**EVERY MONDAY MORNING COMES**
📞Daylight - if not sanity - slowly returned. Every Monday morning comes, but today wasn't a simple return to work downer after the weekend, it was virtually a where the fuck do our lives go from here? agita.
Hauling themselves from bed, the bitter taste of yesterday still clouded their thoughts and the hope of feeling better after a sleep reboot had been destroyed by poor quality for any real benefit. On top of this, Saskia was extremely distant, short and snappy when she spoke, and now insisting that she faced her mother by herself - the antithesis to how she was last night - concurring not to any of Neil's behests. Strangely, she didn't even want to discuss the best approach to the iniquitous impact such a revelation could play on a mother's mind. But she insisted that she would sort her out (like it was some kind of physical fight that needed knuckle dusters) herself. So they parted to their cars, one to work, the other to face the music - chamber, of sorts, it may seem. To take on Beverly unaided initially stumped him. Ultimately, he supposed, she knew her mother better.
Neil was willing his phone to ring, tempted to break his promise of letting her call first. Desperate for an update, his concentration for work waned, focus wandering to Saskia and how the nitty-gritty with her mother was going; the longer she held off calling him, the bigger the possibility that she'd buckled and confessed.
Her conduct this morning concerned him. She was trying to get over as doughty, but floated off in thought and speech, like there was something else booting about in her head that she was afraid to disclose - lay bare even. But he didn't want to press her about it at the time, they were both too drained and this morning's attempt to ask would have been fruitless considering her mood. Call, girl, just call.
Jacqueline noticed in less than no time that he was subjectively occupied elsewhere. Usually he had umpteen coffees downed by now, but the first one still sat on his desk, cold and scummy, and he was more or less stewing away in the greenhouse, with no office mingling or input from him. So his seclusion suggested that he may already know. As his P.A. and trustee, even she was not brave enough to ask outright if he had any idea what was being bandied about. She had a professional duty to do so, but the subject matter was too grotesque. God forbid the news of such ignominy having to come from her.

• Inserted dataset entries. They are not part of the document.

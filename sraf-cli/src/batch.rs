//! Collecting and scanning the files of a batch run

use anyhow::{bail, Result};
use ignore::WalkBuilder;
use rayon::prelude::*;
use sraf_parser::{Document, DocumentStatistics, Scanner};
use std::path::{Path, PathBuf};

/// List the files to scan under `root`, in file-name order
///
/// A plain file is returned as-is. Hidden files and ignore files are not special:
/// every regular file in a filing directory is a filing.
pub fn collect_paths(root: &Path, limit: Option<usize>) -> Result<Vec<PathBuf>> {
    if root.is_file() {
        return Ok(vec![root.to_path_buf()]);
    }
    if !root.is_dir() {
        bail!("input path '{}' does not exist", root.display());
    }

    let mut builder = WalkBuilder::new(root);
    builder
        .standard_filters(false)
        .sort_by_file_name(|a, b| a.cmp(b));

    let mut paths = Vec::new();
    for entry in builder.build() {
        if limit.is_some_and(|limit| paths.len() >= limit) {
            break;
        }
        match entry {
            Ok(entry) if entry.file_type().is_some_and(|t| t.is_file()) => {
                paths.push(entry.into_path());
            }
            Ok(_) => {}
            Err(err) => tracing::warn!(error = %err, "skipping unreadable directory entry"),
        }
    }
    Ok(paths)
}

/// Read and scan every path in parallel, keeping input order
///
/// Files that cannot be read are logged and left out of the result.
pub fn scan_paths(scanner: &Scanner<'_>, paths: &[PathBuf]) -> Vec<DocumentStatistics> {
    paths
        .par_iter()
        .filter_map(|path| match Document::from_path(path) {
            Ok(document) => {
                let stats = scanner.scan(&document);
                if stats.is_empty() {
                    tracing::debug!(path = %path.display(), "no lexicon words found");
                }
                tracing::info!(path = %path.display(), words = stats.word_count, "scanned");
                Some(stats)
            }
            Err(err) => {
                tracing::warn!(path = %path.display(), error = %err, "skipping unreadable file");
                None
            }
        })
        .collect()
}

#[cfg(test)]
mod tests {
    use super::*;
    use sraf_parser::{Category, Lexicon};
    use std::fs;

    fn corpus() -> tempfile::TempDir {
        let dir = tempfile::tempdir().unwrap();
        fs::write(dir.path().join("b.txt"), "BAD").unwrap();
        fs::write(dir.path().join("a.txt"), "GOOD").unwrap();
        fs::write(dir.path().join(".hidden.txt"), "GOOD GOOD").unwrap();
        fs::create_dir(dir.path().join("qtr2")).unwrap();
        fs::write(dir.path().join("qtr2").join("c.txt"), "GOOD BAD").unwrap();
        dir
    }

    fn names(paths: &[PathBuf]) -> Vec<String> {
        paths
            .iter()
            .map(|p| p.file_name().unwrap().to_string_lossy().into_owned())
            .collect()
    }

    #[test]
    fn walks_every_file_in_name_order() {
        let dir = corpus();
        let paths = collect_paths(dir.path(), None).unwrap();
        assert_eq!(names(&paths), vec![".hidden.txt", "a.txt", "b.txt", "c.txt"]);
    }

    #[test]
    fn stops_at_limit() {
        let dir = corpus();
        let paths = collect_paths(dir.path(), Some(2)).unwrap();
        assert_eq!(paths.len(), 2);
    }

    #[test]
    fn single_file_is_its_own_batch() {
        let dir = corpus();
        let file = dir.path().join("a.txt");
        assert_eq!(collect_paths(&file, None).unwrap(), vec![file]);
    }

    #[test]
    fn missing_root_is_an_error() {
        assert!(collect_paths(Path::new("/nonexistent/filings"), None).is_err());
    }

    #[test]
    fn unreadable_files_are_skipped() {
        let dir = corpus();
        let lexicon = Lexicon::builder()
            .word("GOOD", &[Category::Positive], 1)
            .unwrap()
            .word("BAD", &[Category::Negative], 1)
            .unwrap()
            .build();
        let scanner = Scanner::new(&lexicon).unwrap();
        let paths = vec![
            dir.path().join("a.txt"),
            dir.path().join("missing.txt"),
            dir.path().join("b.txt"),
        ];

        let rows = scan_paths(&scanner, &paths);
        assert_eq!(rows.len(), 2);
        assert_eq!(rows[0].positive, 100.0);
        assert_eq!(rows[1].negative, 100.0);
    }
}
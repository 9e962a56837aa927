use ndarray::{Array1, Array2};
use serde::{Deserialize, Serialize};

/// Linear least-squares stage cost.
///
/// The stage output is `y = Vx x + Vu u`, penalized as `(y - yref)ᵀ W (y - yref)`.
#[derive(Debug, Clone, PartialEq, Serialize, Deserialize)]
pub struct Cost {
    /// Weight matrix, `ny × ny`.
    #[serde(rename = "W")]
    pub w: Array2<f64>,

    /// State output map, `ny × nx`.
    #[serde(rename = "Vx")]
    pub vx: Array2<f64>,

    /// Control output map, `ny × nu`.
    #[serde(rename = "Vu")]
    pub vu: Array2<f64>,

    /// Output reference, length `ny`.
    pub yref: Array1<f64>,
}

/// Linear least-squares terminal cost.
///
/// The terminal output is `y_e = Vx_e x`, penalized as
/// `(y_e - yref_e)ᵀ W_e (y_e - yref_e)`.
#[derive(Debug, Clone, PartialEq, Serialize, Deserialize)]
pub struct TerminalCost {
    /// Weight matrix, `ny_e × ny_e`.
    #[serde(rename = "W_e")]
    pub w: Array2<f64>,

    /// State output map, `ny_e × nx`.
    #[serde(rename = "Vx_e")]
    pub vx: Array2<f64>,

    /// Output reference, length `ny_e`.
    #[serde(rename = "yref_e")]
    pub yref: Array1<f64>,
}
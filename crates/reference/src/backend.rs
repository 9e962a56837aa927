use recede_core::{Backend, Dynamics, Problem};
use tracing::debug;

use crate::{Config, EulerSim, FeedbackOcp, HandleError};

/// Creates [`FeedbackOcp`] and [`EulerSim`] handles for a model.
///
/// Both handles step the same model with the same `dt` and substep count, so
/// the optimizer's predicted first step matches what the simulator produces.
#[derive(Debug, Clone, Default)]
pub struct ReferenceBackend<D> {
    model: D,
    config: Config,
}

impl<D: Dynamics + Clone> ReferenceBackend<D> {
    /// Creates a backend for `model` with the given configuration.
    #[must_use]
    pub fn new(model: D, config: Config) -> Self {
        Self { model, config }
    }

    /// Returns the configuration.
    #[must_use]
    pub fn config(&self) -> &Config {
        &self.config
    }

    fn check_model(&self, problem: &Problem) -> Result<(), HandleError> {
        let (nx, nu) = (problem.nx(), problem.nu());
        if self.model.nx() == nx && self.model.nu() == nu {
            Ok(())
        } else {
            Err(HandleError::ModelDimension {
                model: self.model.name().to_owned(),
                model_nx: self.model.nx(),
                model_nu: self.model.nu(),
                nx,
                nu,
            })
        }
    }
}

impl<D: Dynamics + Clone> Backend for ReferenceBackend<D> {
    type Ocp = FeedbackOcp<D>;
    type Sim = EulerSim<D>;
    type Error = HandleError;

    fn create_ocp_solver(&self, problem: &Problem) -> Result<Self::Ocp, Self::Error> {
        debug!(
            problem = problem.name(),
            horizon = problem.horizon(),
            "creating feedback optimizer"
        );
        FeedbackOcp::new(self.model.clone(), problem, &self.config)
    }

    fn create_sim_solver(&self, problem: &Problem) -> Result<Self::Sim, Self::Error> {
        self.check_model(problem)?;
        debug!(
            problem = problem.name(),
            dt = problem.dt(),
            substeps = self.config.substeps(),
            "creating euler simulator"
        );
        Ok(EulerSim::new(
            self.model.clone(),
            problem.dt(),
            self.config.substeps(),
        ))
    }
}

#[cfg(test)]
mod tests {
    use super::*;

    use std::f64::consts::PI;

    use ndarray::{Array1, array};
    use recede_core::{
        Field, OcpSolver, SimSolver, SolverStatus,
        problem::{Cost, ProblemBuilder, TerminalCost},
    };
    use recede_models::{Pendulum, pendulum};

    #[test]
    fn predicted_first_step_matches_simulator() {
        let problem = pendulum::problem(pendulum::HORIZON_STEPS).unwrap();
        let backend = ReferenceBackend::new(Pendulum::default(), Config::default());
        let mut ocp = backend.create_ocp_solver(&problem).unwrap();
        let mut sim = backend.create_sim_solver(&problem).unwrap();

        let x0 = array![0.0, PI - 0.3, 0.0, 0.0];
        ocp.set(0, Field::Lbx, x0.view()).unwrap();
        ocp.set(0, Field::Ubx, x0.view()).unwrap();
        assert_eq!(ocp.solve(), SolverStatus::SUCCESS);
        let u = ocp.get(0, Field::U).unwrap();

        sim.set(Field::X, x0.view()).unwrap();
        sim.set(Field::U, u.view()).unwrap();
        assert_eq!(sim.solve(), SolverStatus::SUCCESS);

        assert_eq!(sim.get(Field::X).unwrap(), ocp.get(1, Field::X).unwrap());
    }

    #[test]
    fn rejects_problem_with_other_dimensions() {
        let problem = ProblemBuilder::new("scalar", 1, 1)
            .horizon(5, 1.0)
            .cost(Cost {
                w: array![[1.0]],
                vx: array![[1.0]],
                vu: array![[0.0]],
                yref: Array1::zeros(1),
            })
            .terminal_cost(TerminalCost {
                w: array![[1.0]],
                vx: array![[1.0]],
                yref: Array1::zeros(1),
            })
            .initial_state(array![0.0])
            .build()
            .unwrap();
        let backend = ReferenceBackend::new(Pendulum::default(), Config::default());

        let expected = HandleError::ModelDimension {
            model: "pendulum_ode".to_owned(),
            model_nx: 4,
            model_nu: 1,
            nx: 1,
            nu: 1,
        };
        assert_eq!(backend.create_ocp_solver(&problem).unwrap_err(), expected);
        assert_eq!(backend.create_sim_solver(&problem).unwrap_err(), expected);
    }
}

After several pleading voicemails, her phone call came that night. The police visit had left her mother rattled and keyed up, but Saskia seemed to have smoothed her over with constant denial of any maleficence. While Neil had expected bombardment with calls and lawyer threats from Beverly, he'd been fearing the worst by the absence of not hearing from her until now.
There was the element of both good news and bad from Saskia. Firstly, Beverly had been given the all-clear from cancer and were getting cover at the café to take a girly mum-and-daughter-break for the rest of the week. While this disappointed Neil, disheartened him even, he reckoned under the circumstances, it was perfectly understandable after what she had had to endure. That was not too much of a sacrifice for something that could have turned out worse; it may even be helping to extenuate the seriousness of the police visits. Then again, it worried him that it may be Beverly's way of sugar-coating her daughter to keep them apart. No. He had to trust what Saskia had conveyed. Her absence, he told himself, would give him the chance to tie up shipment loose ends the company needed done.
Neither was prepared, however, for the odious events about to happen. Other more pressing matters would soon trample and ride roughshod over them. His millions would play no part in helping him through. Paying the price for love would show him that money is no respecter of prejudice and ridicule.